Like many of you, I realize that there are inherent risks in an airplane flying. As a result of these risks, if someone had pointed out a safety problem, I would appreciate a crew member being responsible enough to investigate the problem if it had been pointed out to them. That does not appear to be how JetBlue saw the situation, as reported on the USDOL press release page.

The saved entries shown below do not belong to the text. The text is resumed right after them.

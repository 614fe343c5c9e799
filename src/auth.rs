use axum::{
    extract::{FromRef, FromRequestParts},
    http::{StatusCode, header, request::Parts},
};
use chrono::{Duration, Utc};
use jsonwebtoken::{DecodingKey, EncodingKey, Header, Validation, decode, encode, errors::ErrorKind};
use serde::{Deserialize, Serialize};
use uuid::Uuid;

use crate::{config::AppConfig, models::UserRole, repository::RepositoryState};

/// Claims
///
/// Payload of the HS256 access token issued by `/auth/login` and `/auth/register`.
#[derive(Debug, Serialize, Deserialize)]
pub struct Claims {
    /// Subject (sub): the user's id.
    pub sub: Uuid,
    /// Expiration Time (exp), seconds since the epoch.
    pub exp: usize,
    /// Issued At (iat).
    pub iat: usize,
}

/// create_access_token
///
/// Signs a token for `user_id` that expires after the configured number of minutes.
pub fn create_access_token(
    user_id: Uuid,
    config: &AppConfig,
) -> Result<String, jsonwebtoken::errors::Error> {
    let now = Utc::now();
    let claims = Claims {
        sub: user_id,
        exp: (now + Duration::minutes(config.access_token_expire_minutes)).timestamp() as usize,
        iat: now.timestamp() as usize,
    };

    encode(
        &Header::default(),
        &claims,
        &EncodingKey::from_secret(config.jwt_secret.as_bytes()),
    )
}

pub fn hash_password(password: &str) -> Result<String, bcrypt::BcryptError> {
    bcrypt::hash(password, bcrypt::DEFAULT_COST)
}

/// Returns false for a wrong password and for a malformed stored hash.
pub fn verify_password(password: &str, hashed: &str) -> bool {
    bcrypt::verify(password, hashed).unwrap_or_else(|e| {
        tracing::warn!("password verification failed: {}", e);
        false
    })
}

/// AuthUser Extractor Result
///
/// The resolved identity of an authenticated request. Handlers use `id` for
/// ownership and `role` for admin checks.
#[derive(Debug, Clone)]
pub struct AuthUser {
    pub id: Uuid,
    pub role: UserRole,
}

impl AuthUser {
    pub fn is_admin(&self) -> bool {
        self.role == UserRole::Admin
    }
}

/// AuthUser Extractor Implementation
///
/// 1. Reads `Authorization: Bearer <token>`.
/// 2. Decodes and validates the JWT (signature and expiry).
/// 3. Loads the user, so deleted users lose access even with a live token.
///
/// Rejection: 401 for any token or lookup failure, 400 for a deactivated account.
impl<S> FromRequestParts<S> for AuthUser
where
    S: Send + Sync,
    RepositoryState: FromRef<S>,
    AppConfig: FromRef<S>,
{
    type Rejection = StatusCode;

    async fn from_request_parts(parts: &mut Parts, state: &S) -> Result<Self, Self::Rejection> {
        let repo = RepositoryState::from_ref(state);
        let config = AppConfig::from_ref(state);

        let token = parts
            .headers
            .get(header::AUTHORIZATION)
            .and_then(|value| value.to_str().ok())
            .and_then(|value| value.strip_prefix("Bearer "))
            .ok_or(StatusCode::UNAUTHORIZED)?;

        let decoding_key = DecodingKey::from_secret(config.jwt_secret.as_bytes());
        let mut validation = Validation::default();
        validation.validate_exp = true;

        let token_data = decode::<Claims>(token, &decoding_key, &validation).map_err(|e| {
            match e.kind() {
                ErrorKind::ExpiredSignature => tracing::debug!("rejected expired token"),
                _ => tracing::debug!("rejected invalid token: {}", e),
            }
            StatusCode::UNAUTHORIZED
        })?;

        let user = repo
            .get_user(token_data.claims.sub)
            .await
            .ok_or(StatusCode::UNAUTHORIZED)?;

        if !user.is_active {
            return Err(StatusCode::BAD_REQUEST);
        }

        Ok(AuthUser {
            id: user.id,
            role: user.role,
        })
    }
}
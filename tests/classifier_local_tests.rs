use campus_news::{
    classifier::{
        ClassifierError, Classifier, LocalModelClassifier, build_classifier,
        local::{Encoder, MAX_SEQUENCE_LENGTH, SequenceClassificationModel},
    },
    config::ClassifierConfig,
};
use candle_core::Tensor;
use std::{
    path::PathBuf,
    sync::{Arc, Mutex},
    time::Duration,
};
use tempfile::TempDir;

// --- Test Fixtures ---

/// A minimal word-level tokenizer: lowercase, split on whitespace, `[PAD]` = 0.
const TOKENIZER_JSON: &str = r#"{
  "version": "1.0",
  "truncation": null,
  "padding": null,
  "added_tokens": [],
  "normalizer": { "type": "Lowercase" },
  "pre_tokenizer": { "type": "Whitespace" },
  "post_processor": null,
  "decoder": null,
  "model": {
    "type": "WordLevel",
    "vocab": {
      "[PAD]": 0,
      "[UNK]": 1,
      "exams": 2,
      "begin": 3,
      "next": 4,
      "week": 5,
      "word": 6
    },
    "unk_token": "[UNK]"
  }
}"#;

fn write_tokenizer(dir: &TempDir) -> PathBuf {
    let path = dir.path().join("tokenizer.json");
    std::fs::write(&path, TOKENIZER_JSON).unwrap();
    path
}

fn labels() -> Vec<String> {
    ["Academics", "Sports", "Events"]
        .iter()
        .map(|l| l.to_string())
        .collect()
}

/// Returns fixed logits and records the shape of every `input_ids` it sees.
struct FakeModel {
    logits: Vec<f32>,
    seen_shapes: Arc<Mutex<Vec<Vec<usize>>>>,
}

impl SequenceClassificationModel for FakeModel {
    fn forward(
        &self,
        input_ids: &Tensor,
        _token_type_ids: &Tensor,
        _attention_mask: &Tensor,
    ) -> candle_core::Result<Tensor> {
        self.seen_shapes
            .lock()
            .unwrap()
            .push(input_ids.dims().to_vec());
        Tensor::new(self.logits.as_slice(), input_ids.device())?.unsqueeze(0)
    }
}

fn fake_classifier(
    dir: &TempDir,
    logits: Vec<f32>,
) -> (LocalModelClassifier, Arc<Mutex<Vec<Vec<usize>>>>) {
    let seen_shapes = Arc::new(Mutex::new(Vec::new()));
    let model = FakeModel {
        logits,
        seen_shapes: seen_shapes.clone(),
    };
    let encoder = Encoder::from_file(&write_tokenizer(dir)).unwrap();
    let classifier = LocalModelClassifier::from_parts(encoder, Box::new(model), labels(), labels());
    (classifier, seen_shapes)
}

// --- Encoding ---

#[test]
fn test_encoder_pads_short_input_to_fixed_length() {
    let dir = tempfile::tempdir().unwrap();
    let encoder = Encoder::from_file(&write_tokenizer(&dir)).unwrap();

    let encoded = encoder.encode("Exams begin next week").unwrap();

    assert_eq!(encoded.input_ids.len(), MAX_SEQUENCE_LENGTH);
    assert_eq!(encoded.token_type_ids.len(), MAX_SEQUENCE_LENGTH);
    assert_eq!(encoded.attention_mask.len(), MAX_SEQUENCE_LENGTH);
    assert_eq!(&encoded.input_ids[..4], &[2, 3, 4, 5]);
    assert!(encoded.input_ids[4..].iter().all(|id| *id == 0));
    assert_eq!(encoded.attention_mask.iter().sum::<u32>(), 4);
}

#[test]
fn test_encoder_truncates_long_input() {
    let dir = tempfile::tempdir().unwrap();
    let encoder = Encoder::from_file(&write_tokenizer(&dir)).unwrap();
    let text = vec!["word"; 600].join(" ");

    let encoded = encoder.encode(&text).unwrap();

    assert_eq!(encoded.input_ids.len(), MAX_SEQUENCE_LENGTH);
    assert!(encoded.input_ids.iter().all(|id| *id == 6));
    assert_eq!(
        encoded.attention_mask.iter().sum::<u32>() as usize,
        MAX_SEQUENCE_LENGTH
    );
}

#[test]
fn test_encoder_maps_unknown_words() {
    let dir = tempfile::tempdir().unwrap();
    let encoder = Encoder::from_file(&write_tokenizer(&dir)).unwrap();

    let encoded = encoder.encode("convocation week").unwrap();

    assert_eq!(&encoded.input_ids[..2], &[1, 5]);
}

// --- Inference ---

#[tokio::test]
async fn test_local_classify_softmaxes_logits_and_picks_argmax() {
    let dir = tempfile::tempdir().unwrap();
    let (classifier, seen_shapes) = fake_classifier(&dir, vec![0.5, 3.0, -1.0]);

    let result = classifier.classify("Exams begin next week").await.unwrap();

    assert_eq!(result.category, "Sports");
    let probabilities = result.probabilities.unwrap();
    assert_eq!(probabilities.len(), 3);
    let total: f64 = probabilities.values().sum();
    assert!((total - 1.0).abs() < 1e-4);
    assert_eq!(result.confidence, probabilities["Sports"]);
    assert!(probabilities["Sports"] > probabilities["Academics"]);

    assert_eq!(
        *seen_shapes.lock().unwrap(),
        vec![vec![1, MAX_SEQUENCE_LENGTH]]
    );
}

#[tokio::test]
async fn test_local_classify_equal_logits_pick_first_label() {
    let dir = tempfile::tempdir().unwrap();
    let (classifier, _) = fake_classifier(&dir, vec![1.0, 1.0, 1.0]);

    let result = classifier.classify("next week").await.unwrap();

    assert_eq!(result.category, "Academics");
}

#[tokio::test]
async fn test_local_classify_rejects_blank_input_before_inference() {
    let dir = tempfile::tempdir().unwrap();
    let (classifier, seen_shapes) = fake_classifier(&dir, vec![0.5, 3.0, -1.0]);

    assert_eq!(classifier.classify("   ").await, Err(ClassifierError::InvalidInput));
    assert!(seen_shapes.lock().unwrap().is_empty());
}

#[tokio::test]
async fn test_local_classify_label_count_mismatch_is_shape_error() {
    let dir = tempfile::tempdir().unwrap();
    let (classifier, _) = fake_classifier(&dir, vec![0.5, 3.0]);

    let result = classifier.classify("Exams begin next week").await;

    assert!(matches!(result, Err(ClassifierError::UnexpectedResponseShape(_))));
}

#[tokio::test]
async fn test_local_classify_handles_concurrent_calls() {
    let dir = tempfile::tempdir().unwrap();
    let (classifier, seen_shapes) = fake_classifier(&dir, vec![2.0, 0.1, 0.1]);

    let calls = (0..8).map(|_| {
        let classifier = classifier.clone();
        tokio::spawn(async move { classifier.classify("Exams begin next week").await })
    });

    for call in calls.collect::<Vec<_>>() {
        assert_eq!(call.await.unwrap().unwrap().category, "Academics");
    }
    assert_eq!(seen_shapes.lock().unwrap().len(), 8);
}

// --- Startup ---

#[test]
fn test_local_load_with_missing_artifacts_is_initialization_failure() {
    let dir = tempfile::tempdir().unwrap();
    let missing = dir.path().join("missing");

    let result = LocalModelClassifier::load(&missing, &missing, &missing, labels());

    assert!(matches!(result, Err(ClassifierError::InitializationFailure(_))));
}

#[test]
fn test_local_load_without_weights_is_initialization_failure() {
    let dir = tempfile::tempdir().unwrap();
    let tokenizer_path = write_tokenizer(&dir);
    let labels_path = dir.path().join("label_encoder.json");
    std::fs::write(&labels_path, r#"["Academics", "Sports", "Events"]"#).unwrap();

    let result = LocalModelClassifier::load(dir.path(), &tokenizer_path, &labels_path, labels());

    assert!(matches!(result, Err(ClassifierError::InitializationFailure(_))));
}

#[test]
fn test_local_load_with_corrupt_weights_is_initialization_failure() {
    let dir = tempfile::tempdir().unwrap();
    let tokenizer_path = write_tokenizer(&dir);
    let labels_path = dir.path().join("label_encoder.json");
    std::fs::write(&labels_path, r#"["Academics", "Sports", "Events"]"#).unwrap();
    std::fs::write(
        dir.path().join("config.json"),
        r#"{
          "vocab_size": 7,
          "hidden_size": 8,
          "num_hidden_layers": 1,
          "num_attention_heads": 2,
          "intermediate_size": 16,
          "hidden_act": "gelu",
          "hidden_dropout_prob": 0.1,
          "max_position_embeddings": 512,
          "type_vocab_size": 2,
          "initializer_range": 0.02,
          "layer_norm_eps": 1e-12,
          "pad_token_id": 0
        }"#,
    )
    .unwrap();
    std::fs::write(dir.path().join("model.safetensors"), b"not a safetensors file").unwrap();

    let result = LocalModelClassifier::load(dir.path(), &tokenizer_path, &labels_path, labels());

    assert!(matches!(
        result,
        Err(ClassifierError::InitializationFailure(msg)) if msg.contains("weights")
    ));
}

#[test]
fn test_local_load_with_duplicate_labels_is_initialization_failure() {
    let dir = tempfile::tempdir().unwrap();
    let tokenizer_path = write_tokenizer(&dir);
    let labels_path = dir.path().join("label_encoder.json");
    std::fs::write(&labels_path, r#"["Academics", "Sports", "Academics"]"#).unwrap();

    let result = LocalModelClassifier::load(dir.path(), &tokenizer_path, &labels_path, labels());

    assert!(matches!(result, Err(ClassifierError::InitializationFailure(_))));
}

#[test]
fn test_build_classifier_selects_transport() {
    let dir = tempfile::tempdir().unwrap();
    let missing = dir.path().join("missing");

    let local = build_classifier(
        &ClassifierConfig::Local {
            model_dir: missing.clone(),
            tokenizer_path: missing.clone(),
            labels_path: missing,
        },
        &labels(),
    );
    assert!(matches!(local, Err(ClassifierError::InitializationFailure(_))));

    // A remote transport without a token still builds; calls fail later.
    let remote = build_classifier(
        &ClassifierConfig::Remote {
            api_url: "http://127.0.0.1:9/models/x".to_string(),
            api_token: None,
            timeout: Duration::from_secs(1),
        },
        &labels(),
    )
    .ok()
    .unwrap();
    assert_eq!(remote.name(), "remote");
}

According to the report “…a passenger aboard a flight scheduled to leave from John F. Kennedy International Airport remarked about a perceived safety violation. In response, the attendant exited the plane onto the jet way to contact a supervisor for guidance on addressing the safety concern.” Most of us would have appreciated her actions, however, JetBlue did not. Instead, JetBlue fired her. The OSHA announcement said, “An OSHA investigation concluded that the attendant’s whistleblower activity, which is protected under the Wendell H. Ford Aviation Investment and Reform Act for the 21st Century (AIR21), was a contributing factor in the termination.” As a result, JetBlue Corporation was required to clear the affected personnel file and pay $143,783.66 in back pay, compensatory damages, and attorneys’ fees, and post a notice informing all employees of their whistleblower protections.
OSHA is tasked with protecting whistleblower provisions of 22 different laws, including the AIR21 Act and Sarbanes-Oxley. JetBlue can appeal the decision, so this judgment may not hold, though they have had to reinstate the employee and post the notices.
Personally, I think the employee should have been rewarded for reporting the safety violation. I think if we had asked all the passengers they would have agreed.